### PROBLEM DESCRIPTION
Your task is to give the entries back exactly, leaving nothing out.

─── ENTRIES SUPPLIED

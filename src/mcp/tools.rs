//! Tool handles: callable proxies for remotely exposed tools.

use super::error::McpError;
use super::protocol;
use super::session::McpSession;
use async_trait::async_trait;
use rust_mcp_schema::schema_utils::RequestFromClient;
use rust_mcp_schema::{CallToolRequestParams, ListToolsResult, Tool};
use serde_json::{Map, Value};
use std::sync::Arc;
use tracing::debug;

/// Hard cap on the merged tool list loaded from one endpoint.
pub const MAX_TOOL_LIST: usize = 100;

/// A single remotely exposed tool, invocable through its backing session.
#[async_trait]
pub trait ToolInvoker: Send + Sync {
    fn name(&self) -> &str;

    async fn invoke(&self, arguments: Option<&Map<String, Value>>) -> Result<String, McpError>;
}

/// A tool bound to the transport session that announced it.
#[derive(Debug)]
pub struct ToolHandle {
    tool: Tool,
    session: Arc<McpSession>,
}

impl ToolHandle {
    pub fn new(tool: Tool, session: Arc<McpSession>) -> Self {
        Self { tool, session }
    }

    pub fn description(&self) -> Option<&str> {
        self.tool.description.as_deref()
    }

    pub fn input_schema(&self) -> Value {
        serde_json::to_value(&self.tool.input_schema).unwrap_or(Value::Null)
    }

    pub fn endpoint(&self) -> &str {
        self.session.endpoint()
    }
}

#[async_trait]
impl ToolInvoker for ToolHandle {
    fn name(&self) -> &str {
        &self.tool.name
    }

    async fn invoke(&self, arguments: Option<&Map<String, Value>>) -> Result<String, McpError> {
        let mut params = CallToolRequestParams::new(&self.tool.name);
        if let Some(arguments) = arguments {
            params = params.with_arguments(arguments.clone());
        }
        let response = self
            .session
            .request(RequestFromClient::CallToolRequest(params))
            .await?;
        let result = protocol::parse_call_tool(response)?;
        serde_json::to_string_pretty(&result).map_err(|err| McpError::Transport(err.to_string()))
    }
}

/// Load the endpoint's tool list, following pagination cursors until the
/// list is exhausted or [`MAX_TOOL_LIST`] is reached.
pub async fn load_tools(session: &Arc<McpSession>) -> Result<Vec<Arc<ToolHandle>>, McpError> {
    let mut tools: Vec<Tool> = Vec::new();
    let mut cursor: Option<String> = None;

    loop {
        let response = session
            .request(RequestFromClient::ListToolsRequest(
                protocol::paginated_params(cursor.clone()),
            ))
            .await?;
        let mut page: ListToolsResult = protocol::parse_list_tools(response)?;
        tools.append(&mut page.tools);

        if tools.len() >= MAX_TOOL_LIST {
            debug!(
                endpoint = %session.endpoint(),
                "Tool list capped at {MAX_TOOL_LIST} entries"
            );
            tools.truncate(MAX_TOOL_LIST);
            break;
        }
        match page.next_cursor {
            Some(next) => cursor = Some(next),
            None => break,
        }
    }

    Ok(tools
        .into_iter()
        .map(|tool| Arc::new(ToolHandle::new(tool, Arc::clone(session))))
        .collect())
}
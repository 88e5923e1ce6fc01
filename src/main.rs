use clap::{Parser, Subcommand};
use std::path::PathBuf;
use std::process::ExitCode;
use toolgate::core::config::Config;
use toolgate::mcp::tools::ToolInvoker;
use toolgate::mcp::{dispatch_tool_call, McpSessionManager, ToolCallRequest};
use tracing_subscriber::EnvFilter;

#[derive(Parser)]
#[command(name = "toolgate", version)]
#[command(about = "Resilient MCP tool-session gateway")]
#[command(
    long_about = "Toolgate connects to the MCP servers listed in its config file, \
aggregates their tools into one registry, and dispatches tool calls with \
reconnect-aware retry. Logs go to stderr; results go to stdout."
)]
struct Cli {
    /// Path to the config file (defaults to the platform config directory)
    #[arg(long, global = true)]
    config: Option<PathBuf>,

    #[command(subcommand)]
    command: Command,
}

#[derive(Subcommand)]
enum Command {
    /// Connect to every configured endpoint and list the merged tool registry
    Tools,
    /// Dispatch a single tool call by name
    Call {
        /// Name of the tool to invoke
        tool: String,
        /// Tool arguments as a JSON object
        #[arg(long)]
        args: Option<String>,
    },
}

#[tokio::main]
async fn main() -> ExitCode {
    let cli = Cli::parse();

    // Log to stderr so stdout stays clean for tool output.
    let filter = EnvFilter::try_from_default_env().unwrap_or_else(|_| EnvFilter::new("info"));
    tracing_subscriber::fmt()
        .with_env_filter(filter)
        .with_writer(std::io::stderr)
        .init();

    let config = match load_config(cli.config.as_deref()) {
        Ok(config) => config,
        Err(err) => {
            eprintln!("{err}");
            return ExitCode::FAILURE;
        }
    };
    if config.mcp_endpoints.is_empty() {
        eprintln!("No MCP endpoints configured. Add [[mcp_endpoints]] entries to the config file.");
        return ExitCode::FAILURE;
    }

    let manager = McpSessionManager::from_config(&config);
    let exit = run_command(&manager, cli.command).await;
    manager.shutdown().await;
    exit
}

fn load_config(path: Option<&std::path::Path>) -> Result<Config, String> {
    let result = match path {
        Some(path) => Config::load_from_path(path),
        None => Config::load(),
    };
    result.map_err(|err| err.to_string())
}

async fn run_command(manager: &McpSessionManager, command: Command) -> ExitCode {
    let resource = match manager.initialize().await {
        Ok(resource) => resource,
        Err(err) => {
            eprintln!("Failed to initialize MCP sessions: {err}");
            return ExitCode::FAILURE;
        }
    };

    match command {
        Command::Tools => {
            if resource.tools.is_empty() {
                println!("No tools available ({} sessions).", resource.sessions.len());
                return ExitCode::SUCCESS;
            }
            for tool in &resource.tools {
                match tool.description() {
                    Some(description) => println!("{}  {} - {}", tool.endpoint(), tool.name(), description),
                    None => println!("{}  {}", tool.endpoint(), tool.name()),
                }
            }
            ExitCode::SUCCESS
        }
        Command::Call { tool, args } => {
            let arguments = match args.as_deref().map(serde_json::from_str) {
                Some(Ok(serde_json::Value::Object(map))) => Some(map),
                Some(Ok(_)) => {
                    eprintln!("--args must be a JSON object.");
                    return ExitCode::FAILURE;
                }
                Some(Err(err)) => {
                    eprintln!("--args is not valid JSON: {err}");
                    return ExitCode::FAILURE;
                }
                None => None,
            };

            let Some(handle) = resource.find_tool(&tool) else {
                eprintln!("Unknown tool: {tool}");
                return ExitCode::FAILURE;
            };

            let request = ToolCallRequest {
                call_id: toolgate::core::correlation::generate_id(),
                arguments,
            };
            let result =
                dispatch_tool_call(manager, handle.as_ref(), &request, &tool, 1, None, None).await;

            println!("{}", result.content());
            if result.is_success() {
                ExitCode::SUCCESS
            } else {
                ExitCode::FAILURE
            }
        }
    }
}
//! Correlation identifiers for log grouping.
//!
//! Every logical operation (one connection attempt, one tool call) is tagged
//! with a single correlation ID so that interleaved log lines from concurrent
//! operations can be told apart by downstream log processors.

use uuid::Uuid;

/// Generate a globally-unique correlation token.
///
/// Uses a v7 UUID: time-ordered with a random suffix, so tokens sort roughly
/// by creation time and never collide across processes.
pub fn generate_id() -> String {
    Uuid::now_v7().to_string()
}

#[cfg(test)]
mod tests {
    use super::*;
    use std::collections::HashSet;

    #[test]
    fn generated_ids_are_unique() {
        let ids: HashSet<String> = (0..1000).map(|_| generate_id()).collect();
        assert_eq!(ids.len(), 1000);
    }

    #[test]
    fn generated_ids_are_time_ordered() {
        let first = generate_id();
        let second = generate_id();
        assert!(first <= second);
    }
}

──────

### REPLY
filename src/mcp/tools.rs
//! Tool handles: callable proxies for remotely exposed tools.

use super::error::McpError;
use super::protocol;
use super::session::McpSession;
use async_trait::async_trait;
use rust_mcp_schema::schema_utils::RequestFromClient;
use rust_mcp_schema::{CallToolRequestParams, ListToolsResult, Tool};
use serde_json::{Map, Value};
use std::sync::Arc;
use tracing::debug;

/// Hard cap on the merged tool list loaded from one endpoint.
pub const MAX_TOOL_LIST: usize = 100;

/// A single remotely exposed tool, invocable through its backing session.
#[async_trait]
pub trait ToolInvoker: Send + Sync {
    fn name(&self) -> &str;

    async fn invoke(&self, arguments: Option<&Map<String, Value>>) -> Result<String, McpError>;
}

/// A tool bound to the transport session that announced it.
#[derive(Debug)]
pub struct ToolHandle {
    tool: Tool,
    session: Arc<McpSession>,
}

impl ToolHandle {
    pub fn new(tool: Tool, session: Arc<McpSession>) -> Self {
        Self { tool, session }
    }

    pub fn description(&self) -> Option<&str> {
        self.tool.description.as_deref()
    }

    pub fn input_schema(&self) -> Value {
        serde_json::to_value(&self.tool.input_schema).unwrap_or(Value::Null)
    }

    pub fn endpoint(&self) -> &str {
        self.session.endpoint()
    }
}

#[async_trait]
impl ToolInvoker for ToolHandle {
    fn name(&self) -> &str {
        &self.tool.name
    }

    async fn invoke(&self, arguments: Option<&Map<String, Value>>) -> Result<String, McpError> {
        let mut params = CallToolRequestParams::new(&self.tool.name);
        if let Some(arguments) = arguments {
            params = params.with_arguments(arguments.clone());
        }
        let response = self
            .session
            .request(RequestFromClient::CallToolRequest(params))
            .await?;
        let result = protocol::parse_call_tool(response)?;
        serde_json::to_string_pretty(&result).map_err(|err| McpError::Transport(err.to_string()))
    }
}

/// Load the endpoint's tool list, following pagination cursors until the
/// list is exhausted or [`MAX_TOOL_LIST`] is reached.
pub async fn load_tools(session: &Arc<McpSession>) -> Result<Vec<Arc<ToolHandle>>, McpError> {
    let mut tools: Vec<Tool> = Vec::new();
    let mut cursor: Option<String> = None;

    loop {
        let response = session
            .request(RequestFromClient::ListToolsRequest(
                protocol::paginated_params(cursor.clone()),
            ))
            .await?;
        let mut page: ListToolsResult = protocol::parse_list_tools(response)?;
        tools.append(&mut page.tools);

        if tools.len() >= MAX_TOOL_LIST {
            debug!(
                endpoint = %session.endpoint(),
                "Tool list capped at {MAX_TOOL_LIST} entries"
            );
            tools.truncate(MAX_TOOL_LIST);
            break;
        }
        match page.next_cursor {
            Some(next) => cursor = Some(next),
            None => break,
        }
    }

    Ok(tools
        .into_iter()
        .map(|tool| Arc::new(ToolHandle::new(tool, Arc::clone(session))))
        .collect())
}
repository 88e5923e1ce6fc01
filename src/main.rs
use clap::{Parser, Subcommand};
use std::path::PathBuf;
use std::process::ExitCode;
use toolgate::core::config::Config;
use toolgate::mcp::tools::ToolInvoker;
use toolgate::mcp::{dispatch_tool_call, McpSessionManager, ToolCallRequest};
use tracing_subscriber::EnvFilter;

#[derive(Parser)]
#[command(name = "toolgate", version)]
#[command(about = "Resilient MCP tool-session gateway")]
#[command(
    long_about = "Toolgate connects to the MCP servers listed in its config file, \
aggregates their tools into one registry, and dispatches tool calls with \
reconnect-aware retry. Logs go to stderr; results go to stdout."
)]
struct Cli {
    /// Path to the config file (defaults to the platform config directory)
    #[arg(long, global = true)]
    config: Option<PathBuf>,

    #[command(subcommand)]
    command: Command,
}

#[derive(Subcommand)]
enum Command {
    /// Connect to every configured endpoint and list the merged tool registry
    Tools,
    /// Dispatch a single tool call by name
    Call {
        /// Name of the tool to invoke
        tool: String,
        /// Tool arguments as a JSON object
        #[arg(long)]
        args: Option<String>,
    },
}

#[tokio::main]
async fn main() -> ExitCode {
    let cli = Cli::parse();

    // Log to stderr so stdout stays clean for tool output.
    let filter = EnvFilter::try_from_default_env().unwrap_or_else(|_| EnvFilter::new("info"));
    tracing_subscriber::fmt()
        .with_env_filter(filter)
        .with_writer(std::io::stderr)
        .init();

    let config = match load_config(cli.config.as_deref()) {
        Ok(config) => config,
        Err(err) => {
            eprintln!("{err}");
            return ExitCode::FAILURE;
        }
    };
    if config.mcp_endpoints.is_empty() {
        eprintln!("No MCP endpoints configured. Add [[mcp_endpoints]] entries to the config file.");
        return ExitCode::FAILURE;
    }

    let manager = McpSessionManager::from_config(&config);
    let exit = run_command(&manager, cli.command).await;
    manager.shutdown().await;
    exit
}

fn load_config(path: Option<&std::path::Path>) -> Result<Config, String> {
    let result = match path {
        Some(path) => Config::load_from_path(path),
        None => Config::load(),
    };
    result.map_err(|err| err.to_string())
}

async fn run_command(manager: &McpSessionManager, command: Command) -> ExitCode {
    let resource = match manager.initialize().await {
        Ok(resource) => resource,
        Err(err) => {
            eprintln!("Failed to initialize MCP sessions: {err}");
            return ExitCode::FAILURE;
        }
    };

    match command {
        Command::Tools => {
            if resource.tools.is_empty() {
                println!("No tools available ({} sessions).", resource.sessions.len());
                return ExitCode::SUCCESS;
            }
            for tool in &resource.tools {
                match tool.description() {
                    Some(description) => println!("{}  {} - {}", tool.endpoint(), tool.name(), description),
                    None => println!("{}  {}", tool.endpoint(), tool.name()),
                }
            }
            ExitCode::SUCCESS
        }
        Command::Call { tool, args } => {
            let arguments = match args.as_deref().map(serde_json::from_str) {
                Some(Ok(serde_json::Value::Object(map))) => Some(map),
                Some(Ok(_)) => {
                    eprintln!("--args must be a JSON object.");
                    return ExitCode::FAILURE;
                }
                Some(Err(err)) => {
                    eprintln!("--args is not valid JSON: {err}");
                    return ExitCode::FAILURE;
                }
                None => None,
            };

            let Some(handle) = resource.find_tool(&tool) else {
                eprintln!("Unknown tool: {tool}");
                return ExitCode::FAILURE;
            };

            let request = ToolCallRequest {
                call_id: toolgate::core::correlation::generate_id(),
                arguments,
            };
            let result =
                dispatch_tool_call(manager, handle.as_ref(), &request, &tool, 1, None, None).await;

            println!("{}", result.content());
            if result.is_success() {
                ExitCode::SUCCESS
            } else {
                ExitCode::FAILURE
            }
        }
    }
}
//! Correlation identifiers for log grouping.
//!
//! Every logical operation (one connection attempt, one tool call) is tagged
//! with a single correlation ID so that interleaved log lines from concurrent
//! operations can be told apart by downstream log processors.

use uuid::Uuid;

/// Generate a globally-unique correlation token.
///
/// Uses a v7 UUID: time-ordered with a random suffix, so tokens sort roughly
/// by creation time and never collide across processes.
pub fn generate_id() -> String {
    Uuid::now_v7().to_string()
}

#[cfg(test)]
mod tests {
    use super::*;
    use std::collections::HashSet;

    #[test]
    fn generated_ids_are_unique() {
        let ids: HashSet<String> = (0..1000).map(|_| generate_id()).collect();
        assert_eq!(ids.len(), 1000);
    }

    #[test]
    fn generated_ids_are_time_ordered() {
        let first = generate_id();
        let second = generate_id();
        assert!(first <= second);
    }
}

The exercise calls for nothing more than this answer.